Non-canonical imperfect base pair predictor: The RNA 3D structure modeling process improvement

RNA is a large group of macromolecules involved in many essential cellular processes. They can form complex secondary and three-dimensional structures, and their biological functions highly rely on their forms. Therefore a high quality RNA structure determination is a key process to address RNA functions and roles in molecular pathways. However, in many cases the structure cannot be experimentally solved or the process is too expensive and laborious. This problem can be avoid using bioinformatics methods of computational RNA structure prediction. Such applications have been developed, however the quality of predictions, especially for large RNA structures, still remains too low. One of the most important aspects in RNA 3D model building is the intramolecular interactions identification and validation. In this work I propose a method which can improve this stage of model building, and should result in creation of better final three-dimensional RNA models. In my work I constructed a predictor that can identify both canonical and non-canonical base pair interactions within a given structure.
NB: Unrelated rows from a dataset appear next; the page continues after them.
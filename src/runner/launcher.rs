//! Starts the automation loop on a single background worker.

use std::sync::Arc;
use std::sync::atomic::{AtomicBool, Ordering};

use log::info;
use tokio::task::JoinHandle;

use super::collaborators::{ItemAction, TextSource};
use super::context::{LoopState, RunContext};
use super::loop_runner::{AutomationLoop, RunResult};
use super::plan::RunPlan;
use crate::error::{Result, RollError};

/// Allows at most one running automation loop at a time.
///
/// The limit is per `Launcher` (clones share it). Separate `Launcher::new()`
/// instances or direct calls to [`AutomationLoop::run`] are not tracked, so a
/// process wanting a single active run keeps exactly one launcher.
#[derive(Debug, Default, Clone)]
pub struct Launcher {
    active: Arc<AtomicBool>,
}

/// Clears the launcher's active flag when the worker ends, even on panic.
struct ActiveGuard(Arc<AtomicBool>);

impl Drop for ActiveGuard {
    fn drop(&mut self) {
        self.0.store(false, Ordering::SeqCst);
    }
}

impl Launcher {
    pub fn new() -> Self {
        Self::default()
    }

    pub fn is_active(&self) -> bool {
        self.active.load(Ordering::SeqCst)
    }

    /// Spawn the worker. Fails with `LoopActive` if a run is still going.
    pub fn start<A, S>(&self, runner: Arc<AutomationLoop<A, S>>, plan: RunPlan) -> Result<RunHandle>
    where
        A: ItemAction + 'static,
        S: TextSource + 'static,
    {
        if self
            .active
            .compare_exchange(false, true, Ordering::SeqCst, Ordering::SeqCst)
            .is_err()
        {
            return Err(RollError::LoopActive);
        }

        let guard = ActiveGuard(self.active.clone());
        let ctx = Arc::new(RunContext::new());
        let worker_ctx = ctx.clone();
        info!("Starting automation loop with {} targets", plan.targets().len());

        let join = tokio::spawn(async move {
            let _guard = guard;
            runner.run(&plan, &worker_ctx).await
        });

        Ok(RunHandle { ctx, join })
    }
}

/// Driver-side handle on a running loop.
#[derive(Debug)]
pub struct RunHandle {
    ctx: Arc<RunContext>,
    join: JoinHandle<RunResult>,
}

impl RunHandle {
    pub fn context(&self) -> Arc<RunContext> {
        self.ctx.clone()
    }

    /// Request cancellation; takes effect before the next scripted action
    pub fn cancel(&self) {
        self.ctx.cancel();
    }

    pub fn iterations(&self) -> u64 {
        self.ctx.iterations()
    }

    pub fn state(&self) -> LoopState {
        self.ctx.state()
    }

    pub fn is_finished(&self) -> bool {
        self.join.is_finished()
    }

    /// Wait for the worker to finish.
    pub async fn wait(self) -> Result<RunResult> {
        self.join
            .await
            .map_err(|e| RollError::Worker(e.to_string()))
    }
}

#[cfg(test)]
mod tests {
    use super::*;
    use crate::catalog::Modifier;
    use crate::matching::{Rule, TargetSpec};
    use crate::runner::sinks::{LogProgress, MemoryLogSink};
    use async_trait::async_trait;
    use std::time::Duration;

    struct NoopAction;

    #[async_trait]
    impl ItemAction for NoopAction {
        async fn perform(&self, _iteration: u64) -> Result<()> {
            Ok(())
        }
    }

    struct FixedSource(String);

    #[async_trait]
    impl TextSource for FixedSource {
        async fn snapshot(&self) -> Result<String> {
            Ok(self.0.clone())
        }
    }

    fn runner(text: &str) -> Arc<AutomationLoop<NoopAction, FixedSource>> {
        Arc::new(AutomationLoop::new(
            Arc::new(NoopAction),
            Arc::new(FixedSource(text.to_string())),
            Arc::new(MemoryLogSink::new()),
            Arc::new(LogProgress),
        ))
    }

    fn plan(delay: Duration) -> RunPlan {
        let target = TargetSpec::new(Modifier::new("X", ["Adds # Energy Shield"]));
        RunPlan::new(vec![target], Rule::All, delay).unwrap()
    }

    #[tokio::test]
    async fn test_second_start_is_rejected() {
        let launcher = Launcher::new();
        let handle = launcher
            .start(runner("no modifiers"), plan(Duration::from_millis(10)))
            .unwrap();
        assert!(launcher.is_active());

        let second = launcher.start(runner("no modifiers"), plan(Duration::ZERO));
        assert!(matches!(second, Err(RollError::LoopActive)));
        assert!(!handle.is_finished());

        handle.cancel();
        while !handle.is_finished() {
            tokio::time::sleep(Duration::from_millis(5)).await;
        }
        let result = handle.wait().await.unwrap();
        assert_eq!(result.state, LoopState::Cancelled);
        assert!(!launcher.is_active());
    }

    #[tokio::test]
    async fn test_restart_after_completion() {
        let launcher = Launcher::new();
        let text = "a\n--------\nAdds 3 Energy Shield\n--------\nb";

        let first = launcher.start(runner(text), plan(Duration::ZERO)).unwrap();
        let result = first.wait().await.unwrap();
        assert!(result.hit);
        assert_eq!(result.iterations, 1);

        let second = launcher.start(runner(text), plan(Duration::ZERO)).unwrap();
        assert!(second.wait().await.unwrap().hit);
    }

    #[tokio::test]
    async fn test_driver_can_poll_iterations() {
        let launcher = Launcher::new();
        let handle = launcher
            .start(runner("nothing here"), plan(Duration::from_millis(5)))
            .unwrap();

        while handle.iterations() < 3 {
            tokio::time::sleep(Duration::from_millis(5)).await;
        }
        handle.cancel();
        let ctx = handle.context();
        let result = handle.wait().await.unwrap();

        assert!(result.iterations >= 3);
        assert_eq!(ctx.state(), LoopState::Stopped);
    }
}
//! NDJSON catalog loading.

use std::fs::File;
use std::io::{BufRead, BufReader};
use std::path::{Path, PathBuf};

use log::{debug, info, warn};

use super::filter::ModFilter;
use super::modifier::Modifier;
use crate::error::{Result, RollError};

/// Filtered working catalog, in source order.
#[derive(Debug, Clone, Default)]
pub struct Catalog {
    source: Option<PathBuf>,
    filter: ModFilter,
    modifiers: Vec<Modifier>,
}

impl Catalog {
    /// Build a catalog directly from modifiers (no backing file).
    pub fn from_modifiers(modifiers: Vec<Modifier>) -> Self {
        Self {
            source: None,
            filter: ModFilter::accept_all(),
            modifiers,
        }
    }

    /// Load the catalog at `path`, keeping records accepted by `filter`.
    ///
    /// A missing or unreadable file yields an empty catalog and a warning.
    pub fn load(path: impl AsRef<Path>, filter: &ModFilter) -> Self {
        let path = path.as_ref();
        let modifiers = match read_records(path, filter) {
            Ok(modifiers) => {
                info!("Loaded {} modifiers from {}", modifiers.len(), path.display());
                modifiers
            }
            Err(e) => {
                warn!("Catalog unavailable at {}: {}", path.display(), e);
                Vec::new()
            }
        };

        Self {
            source: Some(path.to_path_buf()),
            filter: filter.clone(),
            modifiers,
        }
    }

    /// Re-read the backing file with the same filter.
    pub fn reload(&mut self) {
        if let Some(path) = self.source.clone() {
            *self = Self::load(&path, &self.filter);
        }
    }

    pub fn source(&self) -> Option<&Path> {
        self.source.as_deref()
    }

    pub fn len(&self) -> usize {
        self.modifiers.len()
    }

    pub fn is_empty(&self) -> bool {
        self.modifiers.is_empty()
    }

    pub fn get(&self, index: usize) -> Option<&Modifier> {
        self.modifiers.get(index)
    }

    /// Find a modifier by exact `ref`.
    pub fn find_by_ref(&self, reference: &str) -> Option<(usize, &Modifier)> {
        self.modifiers
            .iter()
            .enumerate()
            .find(|(_, m)| m.reference == reference)
    }

    pub fn iter(&self) -> impl Iterator<Item = &Modifier> {
        self.modifiers.iter()
    }

    /// Case-insensitive search over description and ref, returning catalog indices.
    pub fn search(&self, query: &str) -> Vec<(usize, &Modifier)> {
        let needle = query.trim().to_lowercase();
        self.modifiers
            .iter()
            .enumerate()
            .filter(|(_, m)| {
                needle.is_empty()
                    || m.description().to_lowercase().contains(&needle)
                    || m.reference.to_lowercase().contains(&needle)
            })
            .collect()
    }
}

fn read_records(path: &Path, filter: &ModFilter) -> Result<Vec<Modifier>> {
    if !path.exists() {
        return Err(RollError::Catalog(format!("{} does not exist", path.display())));
    }

    let reader = BufReader::new(File::open(path)?);
    let mut modifiers = Vec::new();
    for (number, bytes) in reader.split(b'\n').enumerate() {
        let line = match String::from_utf8(bytes?) {
            Ok(line) => line,
            Err(e) => {
                debug!("Skipping malformed catalog line {}: {}", number + 1, e);
                continue;
            }
        };
        let line = line.trim();
        if line.is_empty() {
            continue;
        }
        match serde_json::from_str::<Modifier>(line) {
            Ok(modifier) if filter.accepts(&modifier) => modifiers.push(modifier),
            Ok(_) => {}
            Err(e) => debug!("Skipping malformed catalog line {}: {}", number + 1, e),
        }
    }
    Ok(modifiers)
}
The main advantages of this predictor are: 1) the ability to work on incomplete input structures, and 2) the ability to correctly predict base pair type even for imperfect (fuzzy) input atoms coordinates. The predictor is based on the set of SVM multi-class classifiers. For each input base pair the classifier chooses one of 18 recognized pair types. The predictor was trained on the experimental high quality data and tested on different, imperfect and incomplete (coarse-grained) structures. The average quality of predictor for tested fuzzy nucleotide pairs is at the level about 96% of correct recognitions.